Monday, Oct. 27, 1997
DEATH IS IN THE DETAILS
By ELAINE RIVERA/MONTROSE
Carved on Martin Dillon's tombstone are words from the Book of Wisdom: "The just man, though he die early, shall be at rest." But Dillon, who was 30 at his death, has not yet found rest. He has died, so far, in three different ways.
This is the first version of his death. On June 2, 1976, Dillon, a lawyer, and his friend Stephen Scher, a physician, were skeet shooting at Gunsmoke, a hunting camp in northeastern Pennsylvania owned by Dillon's family. According to Scher, as the two of them blasted clay pigeons, Dillon caught sight of a porcupine and, after grabbing Scher's 16-gauge Winchester pump-action shotgun, ran off after it. Scher told police that he heard a shot, ran toward it and found Dillon 250 ft. away with a fatal wound to his chest. He had apparently tripped over a shoelace and fell on the gun. Splattered with blood from trying to revive his friend, Scher said he was so overcome with emotion that he smashed the gun against a tree, destroying it. The coroner declared the death an accident.
Two years later, Scher married Dillon's widow Patricia and raised Dillon's son and daughter as his own. The family moved to North Carolina, leaving Dillon's grave to be tended by his father Lawrence, a former mayor of Montrose. But questions remained. There had always been rumors that Scher and Patricia had been in the middle of a torrid love affair before her husband died--a rumor they denied repeatedly. Dillon's father, for one, always wondered about the autopsy report and never believed the death was an accident. Says Bonnie Mead, who was Martin Dillon's secretary: "We don't know why people put blinders on in this town." Nevertheless, the elder Dillon kept his peace until his grandchildren were older. In 1989 he hired a private investigator to review the evidence and by 1995 had got the authorities to exhume his son's body for another autopsy.
And this is the second version of Dillon's death. Isadore Mihalakis, a pathologist, declared that the shape and angle of the shotgun wound indicated that Dillon could not have shot himself accidentally. There was also no evidence of the burn marks that usually come from a gunshot at close range. Mihalakis concluded that Dillon was killed not while running but while sitting, and that his death was a homicide. The police declared Scher the chief suspect, charging him with murder.
Suzanne Dillon, 24, and her brother Michael, 26, immediately came to their stepfather's defense, with Suzanne contributing her father's $65,000 life insurance to defend Scher, her "dad." She and her brother testified on his behalf at the trial, which began last month. However, there were other voices at the trial, including that of Edna Ann Vitale, whom Scher was divorcing at the time of Dillon's death. She says Scher confessed his love for Patricia Dillon to her. He had also told her, falsely, that Dillon was his divorce lawyer, thus discouraging her from telling Dillon about the affair. Other prosecution witnesses said Scher had been trying to figure out a way for his lover--a devout Roman Catholic--to get an annulment so she could remarry within the church. Meanwhile, FBI lab analysis showed that the high-speed blood-spatter patterns on the boots Scher wore at Gunsmoke could have been left only after a huge amount of force was used at close range. Prosecutor Robert Campolongo called the killing an "ambush."

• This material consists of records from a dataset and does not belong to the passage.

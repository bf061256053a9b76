//! Contract shared by every vendor event adapter.
//!
//! To add a vendor, implement [`EventDataDeserializer`]: declare the
//! provider, expose the config and write `deserialize`. Filtering and the
//! coordinate transformer come for free.

use crate::config::DeserializerConfig;
use crate::coordinates::{build_coordinate_system, Provider, Transformer};
use crate::error::Result;
use crate::models::{Event, EventDataset};

pub trait EventDataDeserializer {
    /// Vendor whose native coordinate system the raw documents use.
    const PROVIDER: Provider;

    /// Documents one `deserialize` call consumes.
    type Inputs;

    fn config(&self) -> &DeserializerConfig;

    fn deserialize(&self, inputs: Self::Inputs) -> Result<EventDataset>;

    fn provider(&self) -> Provider {
        Self::PROVIDER
    }

    fn should_include_event(&self, event: &Event) -> bool {
        self.config().should_include_event(event)
    }

    /// Vendor-native system for a `length` x `width` pitch -> configured target.
    fn get_transformer(&self, length: f64, width: f64) -> Transformer {
        Transformer::new(
            build_coordinate_system(Self::PROVIDER, length, width),
            build_coordinate_system(self.config().coordinate_system, length, width),
        )
    }
}
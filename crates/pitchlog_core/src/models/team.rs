use schemars::JsonSchema;
use serde::{Deserialize, Serialize};
use strum::{Display, EnumString};

use super::Point;

/// Which side of the fixture a team is listed on.
#[derive(
    Debug, Clone, Copy, PartialEq, Eq, Hash, Serialize, Deserialize, JsonSchema, Display, EnumString,
)]
#[serde(rename_all = "snake_case")]
#[strum(serialize_all = "lowercase", ascii_case_insensitive)]
pub enum Ground {
    Home,
    Away,
}

/// Team formation, e.g. `4-4-2`.
///
/// Uncommon digit groups are kept verbatim in `Other` so a vendor label never
/// gets rejected just because the formation is unusual.
#[derive(Debug, Clone, PartialEq, Eq, Hash, Serialize, Deserialize)]
#[serde(into = "String", from = "String")]
pub enum FormationType {
    F442,
    F433,
    F4411,
    F4321,
    F4222,
    F451,
    F352,
    F3421,
    F3412,
    F532,
    F4231,
    F4141,
    F4312,
    F4132,
    F343,
    F541,
    F3511,
    Other(String),
}

impl FormationType {
    /// Canonical formation code string (e.g., "4-3-3").
    pub fn code(&self) -> &str {
        match self {
            FormationType::F442 => "4-4-2",
            FormationType::F433 => "4-3-3",
            FormationType::F4411 => "4-4-1-1",
            FormationType::F4321 => "4-3-2-1",
            FormationType::F4222 => "4-2-2-2",
            FormationType::F451 => "4-5-1",
            FormationType::F352 => "3-5-2",
            FormationType::F3421 => "3-4-2-1",
            FormationType::F3412 => "3-4-1-2",
            FormationType::F532 => "5-3-2",
            FormationType::F4231 => "4-2-3-1",
            FormationType::F4141 => "4-1-4-1",
            FormationType::F4312 => "4-3-1-2",
            FormationType::F4132 => "4-1-3-2",
            FormationType::F343 => "3-4-3",
            FormationType::F541 => "5-4-1",
            FormationType::F3511 => "3-5-1-1",
            FormationType::Other(code) => code,
        }
    }

    pub fn from_code(code: &str) -> Self {
        match code {
            "4-4-2" => FormationType::F442,
            "4-3-3" => FormationType::F433,
            "4-4-1-1" => FormationType::F4411,
            "4-3-2-1" => FormationType::F4321,
            "4-2-2-2" => FormationType::F4222,
            "4-5-1" => FormationType::F451,
            "3-5-2" => FormationType::F352,
            "3-4-2-1" => FormationType::F3421,
            "3-4-1-2" => FormationType::F3412,
            "5-3-2" => FormationType::F532,
            "4-2-3-1" => FormationType::F4231,
            "4-1-4-1" => FormationType::F4141,
            "4-3-1-2" => FormationType::F4312,
            "4-1-3-2" => FormationType::F4132,
            "3-4-3" => FormationType::F343,
            "5-4-1" => FormationType::F541,
            "3-5-1-1" => FormationType::F3511,
            other => FormationType::Other(other.to_string()),
        }
    }

    /// Builds a formation from a free-text tactic label such as
    /// `"4-2-3-1 (defensive)"` or `"3 5 2"`: every run of digits becomes one
    /// line, everything else is dropped, so `"433"` is a single line.
    /// `None` when the label has no digits.
    pub fn from_label(label: &str) -> Option<Self> {
        let groups: Vec<&str> = label
            .split(|c: char| !c.is_ascii_digit())
            .filter(|group| !group.is_empty())
            .collect();
        if groups.is_empty() {
            return None;
        }
        Some(Self::from_code(&groups.join("-")))
    }

    /// Outfield players across all lines.
    pub fn outfield_players(&self) -> u32 {
        self.code().split('-').filter_map(|line| line.parse::<u32>().ok()).sum()
    }
}

impl From<FormationType> for String {
    fn from(formation: FormationType) -> Self {
        formation.code().to_string()
    }
}

impl From<String> for FormationType {
    fn from(code: String) -> Self {
        FormationType::from_code(&code)
    }
}

impl std::fmt::Display for FormationType {
    fn fmt(&self, f: &mut std::fmt::Formatter<'_>) -> std::fmt::Result {
        f.write_str(self.code())
    }
}

impl JsonSchema for FormationType {
    fn schema_name() -> String {
        "FormationType".to_string()
    }

    fn json_schema(gen: &mut schemars::gen::SchemaGenerator) -> schemars::schema::Schema {
        <String as JsonSchema>::json_schema(gen)
    }
}

/// Starting slot of a player as named by the vendor.
#[derive(Debug, Clone, PartialEq, Serialize, Deserialize, JsonSchema)]
pub struct Position {
    pub position_id: String,
    pub name: String,
    #[serde(skip_serializing_if = "Option::is_none")]
    pub coordinates: Option<Point>,
}

#[derive(Debug, Clone, PartialEq, Serialize, Deserialize, JsonSchema)]
pub struct Player {
    pub player_id: String,
    /// Owning team, by id. Teams own players, not the other way round.
    pub team_id: String,
    pub first_name: String,
    pub last_name: String,
    #[serde(skip_serializing_if = "Option::is_none")]
    pub jersey_no: Option<u32>,
    pub starting: bool,
    #[serde(skip_serializing_if = "Option::is_none")]
    pub position: Option<Position>,
}

impl Player {
    pub fn full_name(&self) -> String {
        match (self.first_name.is_empty(), self.last_name.is_empty()) {
            (false, false) => format!("{} {}", self.first_name, self.last_name),
            (true, _) => self.last_name.clone(),
            (_, true) => self.first_name.clone(),
        }
    }
}

/// A team with its complete roster. Immutable once built: the roster is
/// handed over at construction time.
#[derive(Debug, Clone, PartialEq, Serialize, Deserialize, JsonSchema)]
pub struct Team {
    pub team_id: String,
    pub name: String,
    pub ground: Ground,
    #[serde(skip_serializing_if = "Option::is_none")]
    pub starting_formation: Option<FormationType>,
    pub players: Vec<Player>,
}

impl Team {
    pub fn new(
        team_id: impl Into<String>,
        name: impl Into<String>,
        ground: Ground,
        starting_formation: Option<FormationType>,
        players: Vec<Player>,
    ) -> Self {
        Self {
            team_id: team_id.into(),
            name: name.into(),
            ground,
            starting_formation,
            players,
        }
    }

    pub fn get_player_by_id(&self, player_id: &str) -> Option<&Player> {
        self.players.iter().find(|p| p.player_id == player_id)
    }

    pub fn get_player_by_jersey_number(&self, jersey_no: u32) -> Option<&Player> {
        self.players.iter().find(|p| p.jersey_no == Some(jersey_no))
    }

    pub fn starting_players(&self) -> impl Iterator<Item = &Player> {
        self.players.iter().filter(|p| p.starting)
    }
}

#[cfg(test)]
mod tests {
    use super::*;

    #[test]
    fn test_formation_from_label() {
        assert_eq!(FormationType::from_label("4-4-2"), Some(FormationType::F442));
        assert_eq!(FormationType::from_label("4-2-3-1 (attacking)"), Some(FormationType::F4231));
        assert_eq!(FormationType::from_label("3 5 2"), Some(FormationType::F352));
        assert_eq!(
            FormationType::from_label("433"),
            Some(FormationType::Other("433".to_string()))
        );
        assert_eq!(
            FormationType::from_label("4-6-0"),
            Some(FormationType::Other("4-6-0".to_string()))
        );
        assert_eq!(FormationType::from_label("classic"), None);
        assert_eq!(FormationType::from_label(""), None);
    }

    #[test]
    fn test_formation_serializes_as_code() {
        let json = serde_json::to_string(&FormationType::F433).unwrap();
        assert_eq!(json, "\"4-3-3\"");
        let back: FormationType = serde_json::from_str("\"3-5-1-1\"").unwrap();
        assert_eq!(back, FormationType::F3511);
        assert_eq!(FormationType::F4231.outfield_players(), 10);
    }

    #[test]
    fn test_ground_parsing() {
        assert_eq!("HOME".parse::<Ground>().unwrap(), Ground::Home);
        assert_eq!(Ground::Away.to_string(), "away");
    }

    #[test]
    fn test_team_player_lookup() {
        let player = Player {
            player_id: "7".to_string(),
            team_id: "1".to_string(),
            first_name: "Ada".to_string(),
            last_name: "Lovelace".to_string(),
            jersey_no: Some(10),
            starting: true,
            position: None,
        };
        let team = Team::new("1", "Analysts FC", Ground::Home, None, vec![player]);

        assert_eq!(team.get_player_by_id("7").map(|p| p.full_name()), Some("Ada Lovelace".to_string()));
        assert!(team.get_player_by_jersey_number(10).is_some());
        assert!(team.get_player_by_id("8").is_none());
        assert_eq!(team.starting_players().count(), 1);
    }
}
//! Opening document sources as readable streams.

use std::fs::File;
use std::io::{self, BufReader, Cursor, Read};
use std::path::{Path, PathBuf};

/// A document source: a file on disk or bytes already in memory.
#[derive(Debug, Clone, PartialEq, Eq)]
pub enum FileLike {
    Path(PathBuf),
    Bytes(Vec<u8>),
}

impl From<PathBuf> for FileLike {
    fn from(path: PathBuf) -> Self {
        FileLike::Path(path)
    }
}

impl From<&Path> for FileLike {
    fn from(path: &Path) -> Self {
        FileLike::Path(path.to_path_buf())
    }
}

impl From<Vec<u8>> for FileLike {
    fn from(bytes: Vec<u8>) -> Self {
        FileLike::Bytes(bytes)
    }
}

impl From<&[u8]> for FileLike {
    fn from(bytes: &[u8]) -> Self {
        FileLike::Bytes(bytes.to_vec())
    }
}

/// Opens `source` for reading. The file handle is closed when the returned
/// reader is dropped.
pub fn open_as_file(source: &FileLike) -> io::Result<Box<dyn Read>> {
    match source {
        FileLike::Path(path) => Ok(Box::new(BufReader::new(File::open(path)?))),
        FileLike::Bytes(bytes) => Ok(Box::new(Cursor::new(bytes.clone()))),
    }
}
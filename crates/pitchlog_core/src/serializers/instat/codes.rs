//! InStat action codes.
//!
//! Codes are grouped into categories; each category owns its own
//! result/qualifier derivation in `classify`. Anything not listed in a
//! category falls back to a generic event labelled from [`action_label`].

use once_cell::sync::Lazy;
use rustc_hash::FxHashMap;

// Period markers
pub const FIRST_HALF_START: u32 = 18010;
pub const SECOND_HALF_START: u32 = 18020;
pub const FIRST_HALF_END: u32 = 18030;
pub const SECOND_HALF_END: u32 = 18040;

// Passes
pub const ATTACKING_PASS_ACCURATE: u32 = 1011;
pub const ATTACKING_PASS_INACCURATE: u32 = 1012;
pub const NON_ATTACKING_PASS_ACCURATE: u32 = 1021;
pub const NON_ATTACKING_PASS_INACCURATE: u32 = 1022;
pub const KEY_PASS_ACCURATE: u32 = 1031;
pub const KEY_PASS_INACCURATE: u32 = 1032;
pub const ASSIST: u32 = 1040;
pub const SECOND_ASSIST: u32 = 1050;
pub const CROSS_ACCURATE: u32 = 26001;
pub const CROSS_INACCURATE: u32 = 26002;
pub const SET_PIECE_CROSS_ACCURATE: u32 = 26003;
pub const SET_PIECE_CROSS_INACCURATE: u32 = 26004;

pub const CROSS_COMPLETE: &[u32] = &[CROSS_ACCURATE, SET_PIECE_CROSS_ACCURATE];
pub const CROSS_INCOMPLETE: &[u32] = &[CROSS_INACCURATE, SET_PIECE_CROSS_INACCURATE];

// Shots
pub const SHOT_WIDE: u32 = 4010;
pub const SHOT_SAVED: u32 = 4020;
pub const SHOT_BLOCKED: u32 = 4030;
pub const SHOT_POST: u32 = 4040;
pub const GOAL: u32 = 8010;
pub const OWN_GOAL: u32 = 8020;

// Take-ons
pub const DRIBBLE_SUCCESSFUL: u32 = 2051;
pub const DRIBBLE_UNSUCCESSFUL: u32 = 2052;
pub const DRIBBLE_INTO_BOX_SUCCESSFUL: u32 = 2053;
pub const DRIBBLE_CONTESTED: u32 = 2054;

pub const TAKE_ON_COMPLETE: &[u32] = &[DRIBBLE_SUCCESSFUL, DRIBBLE_INTO_BOX_SUCCESSFUL];

// Cards
pub const FIRST_YELLOW_CARD: u32 = 3020;
pub const SECOND_YELLOW_CARD: u32 = 3030;
pub const RED_CARD: u32 = 3040;

// Fouls, recoveries, dead ball, formation
pub const FOUL: u32 = 3010;
pub const BALL_RECOVERY: u32 = 2020;
pub const INTERCEPTION: u32 = 2030;
pub const BALL_OUT: u32 = 27000;
pub const CORNER_AWARDED: u32 = 5040;
pub const FORMATION_CHANGE: u32 = 18100;

pub const UNKNOWN_LABEL: &str = "unknown";

/// Closed set of behaviours an action code can map to.
#[derive(Debug, Clone, Copy, PartialEq, Eq)]
pub enum ActionCategory {
    PeriodMarker,
    Pass,
    Shot,
    TakeOn,
    Foul,
    Recovery,
    BallOut,
    FormationChange,
    Generic,
}

impl ActionCategory {
    pub fn from_code(code: u32) -> Self {
        match code {
            FIRST_HALF_START | SECOND_HALF_START | FIRST_HALF_END | SECOND_HALF_END => {
                ActionCategory::PeriodMarker
            }
            ATTACKING_PASS_ACCURATE
            | ATTACKING_PASS_INACCURATE
            | NON_ATTACKING_PASS_ACCURATE
            | NON_ATTACKING_PASS_INACCURATE
            | KEY_PASS_ACCURATE
            | KEY_PASS_INACCURATE
            | ASSIST
            | SECOND_ASSIST
            | CROSS_ACCURATE
            | CROSS_INACCURATE
            | SET_PIECE_CROSS_ACCURATE
            | SET_PIECE_CROSS_INACCURATE => ActionCategory::Pass,
            SHOT_WIDE | SHOT_SAVED | SHOT_BLOCKED | SHOT_POST | GOAL | OWN_GOAL => {
                ActionCategory::Shot
            }
            DRIBBLE_SUCCESSFUL
            | DRIBBLE_UNSUCCESSFUL
            | DRIBBLE_INTO_BOX_SUCCESSFUL
            | DRIBBLE_CONTESTED => ActionCategory::TakeOn,
            // a card is booked against the foul that drew it
            FOUL | FIRST_YELLOW_CARD | SECOND_YELLOW_CARD | RED_CARD => ActionCategory::Foul,
            BALL_RECOVERY | INTERCEPTION => ActionCategory::Recovery,
            BALL_OUT | CORNER_AWARDED => ActionCategory::BallOut,
            FORMATION_CHANGE => ActionCategory::FormationChange,
            _ => ActionCategory::Generic,
        }
    }
}

pub fn is_card(code: u32) -> bool {
    matches!(code, FIRST_YELLOW_CARD | SECOND_YELLOW_CARD | RED_CARD)
}

/// Actions that stop play.
pub fn is_dead_ball(code: u32) -> bool {
    is_card(code) || matches!(code, BALL_OUT | CORNER_AWARDED)
}

static ACTION_LABELS: Lazy<FxHashMap<u32, &'static str>> = Lazy::new(|| {
    [
        (FIRST_HALF_START, "Start of the 1st half"),
        (SECOND_HALF_START, "Start of the 2nd half"),
        (FIRST_HALF_END, "End of the 1st half"),
        (SECOND_HALF_END, "End of the 2nd half"),
        (ATTACKING_PASS_ACCURATE, "Attacking pass accurate"),
        (ATTACKING_PASS_INACCURATE, "Attacking pass inaccurate"),
        (NON_ATTACKING_PASS_ACCURATE, "Non attacking pass accurate"),
        (NON_ATTACKING_PASS_INACCURATE, "Non attacking pass inaccurate"),
        (KEY_PASS_ACCURATE, "Key pass accurate"),
        (KEY_PASS_INACCURATE, "Key pass inaccurate"),
        (ASSIST, "Assist"),
        (SECOND_ASSIST, "Second assist"),
        (CROSS_ACCURATE, "Accurate crossing"),
        (CROSS_INACCURATE, "Inaccurate crossing"),
        (SET_PIECE_CROSS_ACCURATE, "Accurate crossing from set piece"),
        (SET_PIECE_CROSS_INACCURATE, "Inaccurate crossing from set piece"),
        (SHOT_WIDE, "Wide shot"),
        (SHOT_SAVED, "Shot on target"),
        (SHOT_BLOCKED, "Blocked shot"),
        (SHOT_POST, "Shot into the bar/post"),
        (GOAL, "Goal"),
        (OWN_GOAL, "Own goal"),
        (DRIBBLE_SUCCESSFUL, "Dribbling successful"),
        (DRIBBLE_UNSUCCESSFUL, "Unsuccessful dribbling"),
        (DRIBBLE_INTO_BOX_SUCCESSFUL, "Dribbling into the box successful"),
        (DRIBBLE_CONTESTED, "Dribbling challenge"),
        (FOUL, "Foul"),
        (FIRST_YELLOW_CARD, "Yellow card"),
        (SECOND_YELLOW_CARD, "Second yellow card"),
        (RED_CARD, "Red card"),
        (BALL_RECOVERY, "Ball recovery"),
        (INTERCEPTION, "Interception"),
        (BALL_OUT, "Ball out of the field"),
        (CORNER_AWARDED, "Corner"),
        (FORMATION_CHANGE, "Formation change"),
        (2010, "Challenge"),
        (2011, "Challenge won"),
        (2012, "Challenge lost"),
        (2040, "Clearance"),
        (2060, "Tackle"),
        (5010, "Free kick"),
        (5020, "Throw-in"),
        (5030, "Goal kick"),
        (5050, "Penalty"),
        (6010, "Offside"),
        (7010, "Goalkeeper save"),
        (7020, "Goalkeeper catch"),
        (13040, "Substitution"),
        (21000, "Pass receiving"),
        (28010, "Ball touch"),
    ]
    .into_iter()
    .collect()
});

/// Human-readable label for a code, `"unknown"` when the code is not listed.
pub fn action_label(code: u32) -> &'static str {
    ACTION_LABELS.get(&code).copied().unwrap_or(UNKNOWN_LABEL)
}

And then, two weeks ago, Scher took the stand and delivered the third version of Dillon's death. On June 2, 1976, Scher said, Dillon looked him "right in the eye" and asked if he was having an affair with his wife. "What could I do? I said yes." The two men proceeded to argue and, Scher said, Dillon grabbed a gun. "I heard a scream or a yell, and I saw he had the 16-gauge in his hand. I knew I had to get that gun away from him. There was a struggle, and the gun went off." Why did he lie throughout the past two decades? "Because of the pain...The pain Pat and the children would have had because of what happened." He testified that the porcupine story was concocted because, as a newcomer and the only Jew in town, he did not feel he would be believed. Last Wednesday the defense presented the Dillons' former baby sitter, Cindy Klein, who testified that Dillon "told me he was going to take Dr. Scher up to his hunting cabin ... and kill him." She said she had kept quiet at the time because her mother did not want her involved in the case. A defense pathologist added that the autopsy evidence is consistent with two men struggling for the gun.
The case goes to the jury this week. If they discount his dramatic account of self-defense and find him guilty of first-degree murder, Scher may be sent to prison for life. (His crime predates the state's reimposition of the death penalty.) "We fought this battle to get answers for a long time," says Mead, who sits with Lawrence Dillon during the trial. "This should have been done in 1976."